Directions →
Which lines in the records below mention the word "operation"? Copy each one out.

(Extracted data entries)
########################################
//! PostgreSQL store implementations (`sql/schema.sql`).

use async_trait::async_trait;
use chrono::{DateTime, Utc};
use sqlx::{FromRow, PgPool, Row, postgres::PgRow};
use tracing::{Instrument, info_span};
use uuid::Uuid;

use super::{
    AdminDirectory, CodeRepository, SessionStore, StoreError, generate_session_token,
    hash_session_token,
};
use crate::gate::models::{
    ADMIN_ROLE, AdministratorRecord, LiveSession, OneTimeCode, Principal, PrincipalId,
    is_code_shaped, normalize_email,
};

impl<'r> FromRow<'r, PgRow> for OneTimeCode {
    fn from_row(row: &'r PgRow) -> Result<Self, sqlx::Error> {
        let code: String = row.try_get("code")?;
        // CHAR(6) may come back padded; anything but six digits is corrupt.
        let code = code.trim().to_string();
        if !is_code_shaped(&code) {
            return Err(sqlx::Error::Decode(Box::new(std::io::Error::new(
                std::io::ErrorKind::InvalidData,
                format!("invalid one_time_codes.code value: {code:?}"),
            ))));
        }
        Ok(Self {
            id: row.try_get("id")?,
            owner: PrincipalId(row.try_get("owner_principal_id")?),
            code,
            created_at: row.try_get("created_at")?,
            expires_at: row.try_get("expires_at")?,
            used: row.try_get("used")?,
            used_at: row.try_get("used_at")?,
        })
    }
}

fn db_span(operation: &'static str, statement: &'static str) -> tracing::Span {
    info_span!(
        "db.query",
        db.system = "postgresql",
        db.operation = operation,
        db.statement = statement
    )
}

#[derive(Clone, Debug)]
pub struct PgAdminDirectory {
    pool: PgPool,
}

impl PgAdminDirectory {
    #[must_use]
    pub fn new(pool: PgPool) -> Self {
        Self { pool }
    }
}

#[async_trait]
impl AdminDirectory for PgAdminDirectory {
    async fn is_admin(&self, email: &str) -> Result<bool, StoreError> {
        let email = normalize_email(email);
        if email.is_empty() {
            return Ok(false);
        }
        let query = "SELECT EXISTS (SELECT 1 FROM administrators WHERE email = $1 AND role = $2)";
        let exists: bool = sqlx::query_scalar(query)
            .bind(email)
            .bind(ADMIN_ROLE)
            .fetch_one(&self.pool)
            .instrument(db_span("SELECT", query))
            .await?;
        Ok(exists)
    }

    async fn grant(&self, email: &str) -> Result<bool, StoreError> {
        let email = normalize_email(email);
        if email.is_empty() {
            return Err(StoreError::Invalid("empty email".to_string()));
        }
        let query = r"
            INSERT INTO administrators (email, role)
            VALUES ($1, $2)
            ON CONFLICT (email, role) DO NOTHING
        ";
        let result = sqlx::query(query)
            .bind(email)
            .bind(ADMIN_ROLE)
            .execute(&self.pool)
            .instrument(db_span("INSERT", query))
            .await?;
        Ok(result.rows_affected() == 1)
    }

    async fn revoke(&self, email: &str) -> Result<bool, StoreError> {
        let query = "DELETE FROM administrators WHERE email = $1 AND role = $2";
        let result = sqlx::query(query)
            .bind(normalize_email(email))
            .bind(ADMIN_ROLE)
            .execute(&self.pool)
            .instrument(db_span("DELETE", query))
            .await?;
        Ok(result.rows_affected() > 0)
    }

    async fn list(&self) -> Result<Vec<AdministratorRecord>, StoreError> {
        let query = "SELECT email, role FROM administrators ORDER BY email";
        let rows = sqlx::query(query)
            .fetch_all(&self.pool)
            .instrument(db_span("SELECT", query))
            .await?;
        rows.iter()
            .map(|row| {
                Ok(AdministratorRecord {
                    email: row.try_get("email")?,
                    role: row.try_get("role")?,
                })
            })
            .collect::<Result<Vec<_>, sqlx::Error>>()
            .map_err(StoreError::from)
    }
}

#[derive(Clone, Debug)]
pub struct PgCodeRepository {
    pool: PgPool,
}

impl PgCodeRepository {
    #[must_use]
    pub fn new(pool: PgPool) -> Self {
        Self { pool }
    }
}

#[async_trait]
impl CodeRepository for PgCodeRepository {
    async fn insert(&self, code: &OneTimeCode) -> Result<(), StoreError> {
        if !is_code_shaped(&code.code) {
            return Err(StoreError::Invalid("code must be six digits".to_string()));
        }
        let query = r"
            INSERT INTO one_time_codes
                (id, owner_principal_id, code, created_at, expires_at, used, used_at)
            VALUES ($1, $2, $3, $4, $5, $6, $7)
        ";
        sqlx::query(query)
            .bind(code.id)
            .bind(code.owner.as_str())
            .bind(&code.code)
            .bind(code.created_at)
            .bind(code.expires_at)
            .bind(code.used)
            .bind(code.used_at)
            .execute(&self.pool)
            .instrument(db_span("INSERT", query))
            .await?;
        Ok(())
    }

    async fn find_unused(
        &self,
        owner: &PrincipalId,
        code: &str,
    ) -> Result<Option<OneTimeCode>, StoreError> {
        let query = r"
            SELECT id, owner_principal_id, code, created_at, expires_at, used, used_at
            FROM one_time_codes
            WHERE owner_principal_id = $1 AND code = $2 AND used = FALSE
            ORDER BY created_at DESC
            LIMIT 1
        ";
        let record = sqlx::query_as::<_, OneTimeCode>(query)
            .bind(owner.as_str())
            .bind(code)
            .fetch_optional(&self.pool)
            .instrument(db_span("SELECT", query))
            .await?;
        Ok(record)
    }

    async fn mark_used(
        &self,
        id: Uuid,
        used_at: Option<DateTime<Utc>>,
    ) -> Result<bool, StoreError> {
        // Conditional update: only one caller can flip a given record.
        let query = r"
            UPDATE one_time_codes
            SET used = TRUE, used_at = $2
            WHERE id = $1 AND used = FALSE
        ";
        let result = sqlx::query(query)
            .bind(id)
            .bind(used_at)
            .execute(&self.pool)
            .instrument(db_span("UPDATE", query))
            .await?;
        Ok(result.rows_affected() == 1)
    }

    async fn purge_expired(&self, cutoff: DateTime<Utc>) -> Result<u64, StoreError> {
        let query = "DELETE FROM one_time_codes WHERE expires_at < $1";
        let result = sqlx::query(query)
            .bind(cutoff)
            .execute(&self.pool)
            .instrument(db_span("DELETE", query))
            .await?;
        Ok(result.rows_affected())
    }
}

#[derive(Clone, Debug)]
pub struct PgSessionStore {
    pool: PgPool,
}

impl PgSessionStore {
    #[must_use]
    pub fn new(pool: PgPool) -> Self {
        Self { pool }
    }
}

#[async_trait]
impl SessionStore for PgSessionStore {
    async fn create(
        &self,
        principal: &Principal,
        expires_at: DateTime<Utc>,
    ) -> Result<String, StoreError> {
        let query = r"
            INSERT INTO identity_sessions (session_hash, principal_id, email, expires_at)
            VALUES ($1, $2, $3, $4)
            ON CONFLICT (session_hash) DO NOTHING
        ";

        // A token must never map to an existing row; redraw on hash collision.
        for _ in 0..3 {
            let token =
                generate_session_token().map_err(|err| StoreError::Backend(err.to_string()))?;
            let result = sqlx::query(query)
                .bind(hash_session_token(&token))
                .bind(principal.id.as_str())
                .bind(&principal.email)
                .bind(expires_at)
                .execute(&self.pool)
                .instrument(db_span("INSERT", query))
                .await?;
            if result.rows_affected() == 1 {
                return Ok(token);
            }
        }

        Err(StoreError::Backend(
            "failed to allocate a unique session token".to_string(),
        ))
    }

    async fn lookup(
        &self,
        token: &str,
        now: DateTime<Utc>,
    ) -> Result<Option<LiveSession>, StoreError> {
        let query = r"
            SELECT principal_id, email, elevated_at
            FROM identity_sessions
            WHERE session_hash = $1 AND expires_at > $2
        ";
        let row = sqlx::query(query)
            .bind(hash_session_token(token))
            .bind(now)
            .fetch_optional(&self.pool)
            .instrument(db_span("SELECT", query))
            .await?;

        row.map(|row| -> Result<LiveSession, StoreError> {
            Ok(LiveSession {
                principal: Principal {
                    id: PrincipalId(row.try_get("principal_id")?),
                    email: row.try_get("email")?,
                },
                elevated_at: row.try_get("elevated_at")?,
            })
        })
        .transpose()
    }

    async fn elevate(&self, token: &str, at: DateTime<Utc>) -> Result<bool, StoreError> {
        let query = r"
            UPDATE identity_sessions
            SET elevated_at = $2
            WHERE session_hash = $1 AND expires_at > $2
        ";
        let result = sqlx::query(query)
            .bind(hash_session_token(token))
            .bind(at)
            .execute(&self.pool)
            .instrument(db_span("UPDATE", query))
            .await?;
        Ok(result.rows_affected() == 1)
    }

    async fn delete(&self, token: &str) -> Result<(), StoreError> {
        let query = "DELETE FROM identity_sessions WHERE session_hash = $1";
        sqlx::query(query)
            .bind(hash_session_token(token))
            .execute(&self.pool)
            .instrument(db_span("DELETE", query))
            .await?;
        Ok(())
    }

    async fn purge_expired(&self, cutoff: DateTime<Utc>) -> Result<u64, StoreError> {
        let query = "DELETE FROM identity_sessions WHERE expires_at < $1";
        let result = sqlx::query(query)
            .bind(cutoff)
            .execute(&self.pool)
            .instrument(db_span("DELETE", query))
            .await?;
        Ok(result.rows_affected())
    }
}

#[cfg(test)]
mod tests {
    use super::*;
    use sqlx::postgres::PgPoolOptions;

    // The pools below never connect; they only exercise the pre-query guards.

    #[tokio::test]
    async fn is_admin_short_circuits_on_empty_email() -> anyhow::Result<()> {
        let pool = PgPoolOptions::new().connect_lazy("postgres://postgres@localhost/postgres")?;
        let directory = PgAdminDirectory::new(pool);
        assert!(!directory.is_admin("   ").await?);
        Ok(())
    }

    #[tokio::test]
    async fn grant_rejects_empty_email() -> anyhow::Result<()> {
        let pool = PgPoolOptions::new().connect_lazy("postgres://postgres@localhost/postgres")?;
        let directory = PgAdminDirectory::new(pool);
        assert!(matches!(
            directory.grant("").await,
            Err(StoreError::Invalid(_))
        ));
        Ok(())
    }

    #[tokio::test]
    async fn insert_rejects_malformed_code() -> anyhow::Result<()> {
        let pool = PgPoolOptions::new().connect_lazy("postgres://postgres@localhost/postgres")?;
        let repo = PgCodeRepository::new(pool);
        let code = OneTimeCode::new(
            PrincipalId::new("uid-1"),
            "abc".to_string(),
            Utc::now(),
            chrono::Duration::minutes(5),
        )
        .ok_or_else(|| anyhow::anyhow!("expiry out of range"))?;
        assert!(matches!(
            repo.insert(&code).await,
            Err(StoreError::Invalid(_))
        ));
        Ok(())
    }
}
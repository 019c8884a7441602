//! Login gate endpoints.
//!
//! Flow Overview:
//! 1) `POST /v1/auth/login` checks credentials and the admin role, sets the
//!    session cookie, then issues and mails a one-time code.
//! 2) `POST /v1/auth/verify` consumes the code and sets the marker cookies.
//! 3) `GET /v1/auth/session` and every `/v1/admin/*` route re-run the
//!    session guard.
//! 4) `POST /v1/auth/logout` tears everything down.

pub mod cookies;
pub mod login;
pub mod password_reset;
pub mod session;
pub mod types;
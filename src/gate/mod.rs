//! The two-factor login gate.
//!
//! ## Flow
//!
//! ```text
//! start_login(id, secret)
//!   -> CredentialVerifier::login      identity + admin role
//!   -> CodeIssuer::issue_code         mint + store (5 min, single use)
//!   -> CodeDispatcher::send           email; failure is only a warning
//! verify(session, code)
//!   -> CodeVerifier::verify_code      attempts, expiry, single use,
//!                                     elevate session, write marker
//! resolve(session)
//!   -> SessionGuard::resolve_session  live session + elevation + marker + role
//! ```
//!
//! The marker cookies only mirror the elevation recorded on the session.
//! A marker without a matching server-side elevation never admits anyone.
//!
//! An expired code is burned on first sight, so the user has to restart
//! from the credential step. A principal can hold several live codes at
//! once (one per login); any of them verifies.

use chrono::{DateTime, Utc};
use secrecy::SecretString;
use std::sync::Arc;
use tracing::{error, instrument, warn};

use crate::dispatch::{CodeDispatcher, CodeMessage};
use crate::identity::{IdentityProvider, IdentitySession};
use crate::store::{AdminDirectory, CodeRepository};

pub mod clock;
pub mod config;
pub mod credentials;
pub mod error;
pub mod guard;
pub mod issuer;
pub mod marker;
pub mod models;
pub mod verifier;


use clock::{Clock, SystemClock};
use config::GateConfig;
use credentials::CredentialVerifier;
use error::GateError;
use guard::SessionGuard;
use issuer::CodeIssuer;
use marker::MarkerStore;
use models::AuthState;
use verifier::CodeVerifier;

/// Whether the one-time code reached the dispatcher.
#[derive(Clone, Copy, Debug, PartialEq, Eq)]
pub enum Delivery {
    Sent,
    Failed,
}

/// Result of a successful first step: the caller now awaits a code.
#[derive(Clone, Debug)]
pub struct LoginChallenge {
    pub session: IdentitySession,
    pub expires_at: DateTime<Utc>,
    pub delivery: Delivery,
}

/// Collaborators the gate is assembled from.
pub struct GateDeps {
    pub identity: Arc<dyn IdentityProvider>,
    pub admins: Arc<dyn AdminDirectory>,
    pub codes: Arc<dyn CodeRepository>,
    pub dispatcher: Arc<dyn CodeDispatcher>,
}

#[derive(Clone)]
pub struct Gate {
    config: GateConfig,
    identity: Arc<dyn IdentityProvider>,
    dispatcher: Arc<dyn CodeDispatcher>,
    credentials: CredentialVerifier,
    issuer: CodeIssuer,
    verifier: CodeVerifier,
    guard: SessionGuard,
}

impl Gate {
    #[must_use]
    pub fn new(config: GateConfig, deps: GateDeps) -> Self {
        Self::with_clock(config, deps, Arc::new(SystemClock))
    }

    #[must_use]
    pub fn with_clock(config: GateConfig, deps: GateDeps, clock: Arc<dyn Clock>) -> Self {
        let GateDeps {
            identity,
            admins,
            codes,
            dispatcher,
        } = deps;
        Self {
            credentials: CredentialVerifier::new(identity.clone(), admins.clone()),
            issuer: CodeIssuer::new(codes.clone(), clock.clone(), config.code_ttl()),
            verifier: CodeVerifier::new(codes, identity.clone(), clock.clone())
                .with_attempt_limit(config.max_code_attempts(), config.code_ttl()),
            guard: SessionGuard::new(
                identity.clone(),
                admins,
                clock,
                config.session_timeout(),
            ),
            identity,
            dispatcher,
            config,
        }
    }

    #[must_use]
    pub fn config(&self) -> &GateConfig {
        &self.config
    }

    /// Check credentials, issue a code and hand it to the dispatcher.
    ///
    /// If the code cannot be stored the new session is signed out again so
    /// the caller restarts from the credential step.
    ///
    /// # Errors
    /// Any [`CredentialVerifier::login`] error, or `CodeGenerationFailed`.
    #[instrument(skip(self, secret))]
    pub async fn start_login(
        &self,
        identifier: &str,
        secret: &SecretString,
    ) -> Result<LoginChallenge, GateError> {
        let session = self.credentials.login(identifier, secret).await?;

        let record = match self.issuer.issue_code(&session.principal.id).await {
            Ok(record) => record,
            Err(err) => {
                if let Err(sign_out) = self.identity.sign_out(&session.token).await {
                    error!("failed to sign out after code generation failure: {sign_out}");
                }
                return Err(err);
            }
        };

        let message =
            CodeMessage::login_code(&session.principal.email, &record.code, record.expires_at);
        let delivery = match self.dispatcher.send(&message).await {
            Ok(()) => Delivery::Sent,
            Err(err) => {
                warn!(principal_id = %session.principal.id, "{}: {err}", GateError::DeliveryFailed);
                Delivery::Failed
            }
        };

        Ok(LoginChallenge {
            session,
            expires_at: record.expires_at,
            delivery,
        })
    }

    /// Verify a code for the principal behind `token`.
    ///
    /// # Errors
    /// `Unauthenticated` without a live session, otherwise any
    /// [`CodeVerifier::verify_code`] error.
    #[instrument(skip_all)]
    pub async fn verify(
        &self,
        token: Option<&str>,
        submitted: &str,
        markers: &mut dyn MarkerStore,
    ) -> Result<(), GateError> {
        let Some(token) = token else {
            return Err(GateError::Unauthenticated);
        };
        let Some(principal) = self.identity.current_principal(token).await? else {
            return Err(GateError::Unauthenticated);
        };
        let session = IdentitySession {
            token: token.to_string(),
            principal,
        };
        self.verifier.verify_code(&session, submitted, markers).await
    }

    /// # Errors
    /// `Unavailable` when the session could not be looked up.
    pub async fn resolve(
        &self,
        token: Option<&str>,
        markers: &mut dyn MarkerStore,
    ) -> Result<AuthState, GateError> {
        self.guard.resolve_session(token, markers).await
    }

    pub async fn logout(&self, token: Option<&str>, markers: &mut dyn MarkerStore) {
        self.guard.logout(token, markers).await;
    }

    /// Forward a password reset request to the identity provider.
    ///
    /// # Errors
    /// `TooManyAttempts` or `Unavailable` from the provider.
    #[instrument(skip(self))]
    pub async fn request_password_reset(&self, email: &str) -> Result<(), GateError> {
        Ok(self.identity.send_password_reset(email).await?)
    }
}
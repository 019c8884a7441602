//! Wall-clock source used for code expiry and session timeouts.

use chrono::{DateTime, Duration, Utc};
use std::sync::Mutex;

pub trait Clock: Send + Sync {
    fn now(&self) -> DateTime<Utc>;
}

#[derive(Clone, Copy, Debug, Default)]
pub struct SystemClock;

impl Clock for SystemClock {
    fn now(&self) -> DateTime<Utc> {
        Utc::now()
    }
}

/// Clock that only moves when told to.
#[derive(Debug)]
pub struct ManualClock {
    now: Mutex<DateTime<Utc>>,
}

impl ManualClock {
    #[must_use]
    pub fn new(start: DateTime<Utc>) -> Self {
        Self {
            now: Mutex::new(start),
        }
    }

    pub fn advance(&self, by: Duration) {
        if let Ok(mut now) = self.now.lock() {
            *now += by;
        }
    }

    pub fn set(&self, to: DateTime<Utc>) {
        if let Ok(mut now) = self.now.lock() {
            *now = to;
        }
    }
}

impl Clock for ManualClock {
    fn now(&self) -> DateTime<Utc> {
        self.now
            .lock()
            .map_or_else(|poisoned| *poisoned.into_inner(), |now| *now)
    }
}
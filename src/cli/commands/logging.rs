use clap::{Arg, Command, builder::ValueParser};

pub const ARG_VERBOSITY: &str = "verbosity";

/// Accept a level name or a number from 0 to 5.
#[must_use]
pub fn validator_log_level() -> ValueParser {
    ValueParser::from(move |level: &str| -> std::result::Result<u8, String> {
        if let Ok(parsed) = level.parse::<u8>() {
            if parsed <= 5 {
                return Ok(parsed);
            }
        }

        match level.to_lowercase().as_str() {
            "error" => Ok(0),
            "warn" => Ok(1),
            "info" => Ok(2),
            "debug" => Ok(3),
            "trace" => Ok(4),
            _ => Err("invalid log level".to_string()),
        }
    })
}

#[must_use]
pub fn with_args(command: Command) -> Command {
    command.arg(
        Arg::new(ARG_VERBOSITY)
            .short('v')
            .long("verbose")
            .help("Verbosity level: ERROR, WARN, INFO, DEBUG, TRACE (default: ERROR)")
            .env("ADMINGATE_LOG_LEVEL")
            .global(true)
            .action(clap::ArgAction::Count)
            .value_parser(validator_log_level()),
    )
}
//! Map parsed arguments to the action the binary runs.

use crate::cli::actions::{
    Action,
    admin::{self, AdminCommand},
    server,
};
use crate::cli::commands::{self, delivery, gate, identity};
use anyhow::{Context, Result, anyhow};

/// # Errors
/// Returns an error if required arguments are missing or inconsistent.
pub fn handler(matches: &clap::ArgMatches) -> Result<Action> {
    if let Some(admin_matches) = matches.subcommand_matches(commands::admin::COMMAND_ADMIN) {
        return admin_action(admin_matches);
    }

    let port = matches
        .get_one::<u16>(commands::ARG_PORT)
        .copied()
        .unwrap_or(8080);
    let dsn = matches.get_one::<String>(commands::ARG_DSN).cloned();

    let gate_opts = gate::Options::parse(matches)?;
    let identity_opts = identity::Options::parse(matches)?;
    let dispatch = delivery::parse(matches)?;

    Ok(Action::Server(server::Args {
        port,
        dsn,
        gate: gate_opts.gate,
        sweeper: gate_opts.sweeper,
        identity: identity_opts.backend,
        dispatch,
        seed_admins: identity_opts.seed_admins,
    }))
}

fn admin_action(matches: &clap::ArgMatches) -> Result<Action> {
    let dsn = matches
        .get_one::<String>(commands::ARG_DSN)
        .cloned()
        .context("missing required argument: --dsn")?;

    let email = |sub: &clap::ArgMatches| {
        sub.get_one::<String>(commands::admin::ARG_EMAIL)
            .cloned()
            .context("missing required argument: <email>")
    };

    let command = match matches.subcommand() {
        Some(("grant", sub)) => AdminCommand::Grant(email(sub)?),
        Some(("revoke", sub)) => AdminCommand::Revoke(email(sub)?),
        Some(("list", _)) => AdminCommand::List,
        _ => return Err(anyhow!("unknown admin command")),
    };

    Ok(Action::Admin(admin::Args { dsn, command }))
}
########################################
Result of the task →
fn db_span(operation: &'static str, statement: &'static str) -> tracing::Span {
        db.operation = operation,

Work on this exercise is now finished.